Artist Profile: Irving Norman

Born Irving Noachowitz in Poland, 1906. His family emigrated to the United States in 1923. He was your typical young man until going to Spain in 1938 to fight for the Republic in the Spanish Civil War. He returned to the States in 1940 a changed man... How many young minds have been distorted and forever altered by the horrible reality of war?


Having seen the true, horrific nature of Man at his worst, Irving channeled his frustrations and terrifying visions into art. He saw what Man really was: an animal. After facing the battlefield, he knew humanity's true face, and he saw what he felt to be a possible future and reality for us all... Most of his work is a little confusing at first glance; many repeating shapes and themes, with somewhat incongruous elements, usually a very dark color pallette. I remember seeing his work for the first time and, though I liked it, it's true meaning eluded me. It wasn't until one fateful evening while looking at his work, that the true meaning of it reality-checked me right in the teeth.

Norman's work showed a terrible world where the Elite reigned supreme and the rest of us, the endless blue collar masses, were but more meat for the grinder. His paintings showed that we the people were nothing but numbers, a seething, writhing mass of blissfully ignorant victims for the Machine. His vision terrified me; it couldn't be true... But the more I looked at them, I could not deny the truth of his paintings.

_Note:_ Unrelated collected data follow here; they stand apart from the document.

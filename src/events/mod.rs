//! Tracker events module.
//!
//! Provides event types and the sink trait for notifying collaborators
//! after successful state mutations. The embedding UI implements the sink
//! to translate events into toasts, re-renders, or other reactions.

mod sink;
mod tracker_event;

pub use sink::*;
pub use tracker_event::*;
pub mod stats_model;
pub mod stats_service;

pub use stats_model::{DailyTotal, PlanStatus, Stats};
pub use stats_service::{compute_stats, weekly_totals};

His paintings are huge in scale, sometimes as large as 9 Feet tall and 15 Feet wide, allowing him to pack even the most minute details into them. Paintings like The Bus (1953), featured hundreds of people (all with completely unique features) packed into a bus, detailing the cold, harsh reality of surviving in what he called the "Dark Metropolis."

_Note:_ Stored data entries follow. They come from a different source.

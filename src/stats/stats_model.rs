use chrono::NaiveDate;
use rust_decimal::Decimal;
use serde::{Deserialize, Serialize};

use crate::constants::DISPLAY_DECIMAL_PRECISION;

/// Plan lifecycle status, derived fresh from current data on every
/// computation and never stored. Terminal states are not sticky: deleting
/// entries can move a completed plan back to active.
#[derive(Serialize, Deserialize, Debug, Clone, Copy, PartialEq, Eq)]
#[serde(rename_all = "lowercase")]
pub enum PlanStatus {
    None,
    Active,
    Completed,
    Expired,
}

/// Derived progress metrics for the current plan and log sequence.
///
/// Figures are kept at full precision; call [`Stats::rounded`] for the
/// display form.
#[derive(Serialize, Deserialize, Debug, Clone, PartialEq)]
#[serde(rename_all = "camelCase")]
pub struct Stats {
    pub total_read: Decimal,
    pub remaining: Decimal,
    pub progress_percent: Decimal,
    /// Days until the plan window closes, clamped at zero. `None` when no
    /// plan exists.
    pub days_left: Option<i64>,
    /// Required amount per remaining day to finish on schedule.
    pub daily_pace: Decimal,
    pub status: PlanStatus,
}

impl Stats {
    /// Copy of these stats with every decimal figure rounded for display.
    pub fn rounded(&self) -> Stats {
        Stats {
            total_read: self.total_read.round_dp(DISPLAY_DECIMAL_PRECISION),
            remaining: self.remaining.round_dp(DISPLAY_DECIMAL_PRECISION),
            progress_percent: self.progress_percent.round_dp(DISPLAY_DECIMAL_PRECISION),
            daily_pace: self.daily_pace.round_dp(DISPLAY_DECIMAL_PRECISION),
            ..self.clone()
        }
    }
}

/// Total amount logged on one calendar day of the weekly summary window.
#[derive(Serialize, Deserialize, Debug, Clone, PartialEq)]
#[serde(rename_all = "camelCase")]
pub struct DailyTotal {
    pub day: NaiveDate,
    pub total: Decimal,
}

Despite the bleak, dismal content of his art, Irving Norman is amongst my favorite artists. His un-flinching and un-apologetic view of society are visual cautionary tales of what not to do with one's society. Whether or not he's speaking directly about government control or if he's commenting on people's willingness to give up their freedom and individuality, the shocking imagery is enough to rattle the apathy right out of you.

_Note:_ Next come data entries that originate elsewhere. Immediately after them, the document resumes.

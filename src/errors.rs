use diesel::result::Error as DieselError;
use thiserror::Error;

use crate::plans::PlanError;
use crate::readings::ReadingError;

// Create a type alias for Result using our Error type
pub type Result<T> = std::result::Result<T, Error>;

/// Root error type for the reading tracker
#[derive(Error, Debug)]
pub enum Error {
    #[error("Database operation failed: {0}")]
    Database(#[from] DatabaseError),

    #[error("Input validation failed: {0}")]
    Validation(#[from] ValidationError),

    #[error("Plan error: {0}")]
    Plan(#[from] PlanError),

    #[error("Reading log error: {0}")]
    Reading(#[from] ReadingError),

    #[error("State access failed: {0}")]
    State(String),
}

#[derive(Error, Debug)]
pub enum DatabaseError {
    #[error("Failed to connect to database: {0}")]
    ConnectionFailed(#[from] diesel::result::ConnectionError),

    #[error("Failed to create database pool: {0}")]
    PoolCreationFailed(#[from] r2d2::Error),

    #[error("Database query failed: {0}")]
    QueryFailed(#[from] DieselError),

    #[error("Database migration failed: {0}")]
    MigrationFailed(String),
}

#[derive(Error, Debug)]
pub enum ValidationError {
    #[error("Invalid input: {0}")]
    InvalidInput(String),

    #[error("Required field '{0}' is missing")]
    MissingField(String),

    #[error("Failed to parse decimal number: {0}")]
    DecimalParse(#[from] rust_decimal::Error),
}

// Implement From for DieselError to Error directly
impl From<DieselError> for Error {
    fn from(err: DieselError) -> Self {
        Error::Database(DatabaseError::QueryFailed(err))
    }
}

// Add From implementation for rust_decimal::Error
impl From<rust_decimal::Error> for Error {
    fn from(err: rust_decimal::Error) -> Self {
        Error::Validation(ValidationError::DecimalParse(err))
    }
}

// Add From implementation for std::io::Error
impl From<std::io::Error> for Error {
    fn from(err: std::io::Error) -> Self {
        Error::Validation(ValidationError::InvalidInput(err.to_string()))
    }
}

// Add From implementation for serde_json::Error
impl From<serde_json::Error> for Error {
    fn from(err: serde_json::Error) -> Self {
        Error::Validation(ValidationError::InvalidInput(err.to_string()))
    }
}

// Add this implementation
impl From<r2d2::Error> for Error {
    fn from(e: r2d2::Error) -> Self {
        Error::Database(DatabaseError::PoolCreationFailed(e))
    }
}

// Add From implementation for diesel::ConnectionError
impl From<diesel::result::ConnectionError> for Error {
    fn from(err: diesel::result::ConnectionError) -> Self {
        Error::Database(DatabaseError::ConnectionFailed(err))
    }
}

Either way, I feel that his art tells a story everyone needs to hear at least once.

The Bus (1953):

In Blind Momentum, he shows Man's headlong rush to dehumanize ourselves in as short a time as we possibly can.

Blind Momentum (1960):

Martyred (1971):

American Street Scene (1961):

Irving Norman passed away in 1989, leaving behind hundreds of works of art, most of which he reffered to as "Social Surrealism". His scary, scathing and undeniably accurate social commentary is, I feel, even more relavant now than it was while he was still with us. It seems to me that even just the phrase Blind Momentum describes our current trajectory more so than just about any other current synopsis by even the most learned sociologist. Where are we going and why? What is happening to us? Why has apathy, greed, cruelty and banality become the accepted modes and memes of our world? We're on a shit machine of perpetual motion, and most of the people of this country seem absolutely ignorant of it. Irving began seeing, predicting and painting this vision more than 70 years ago.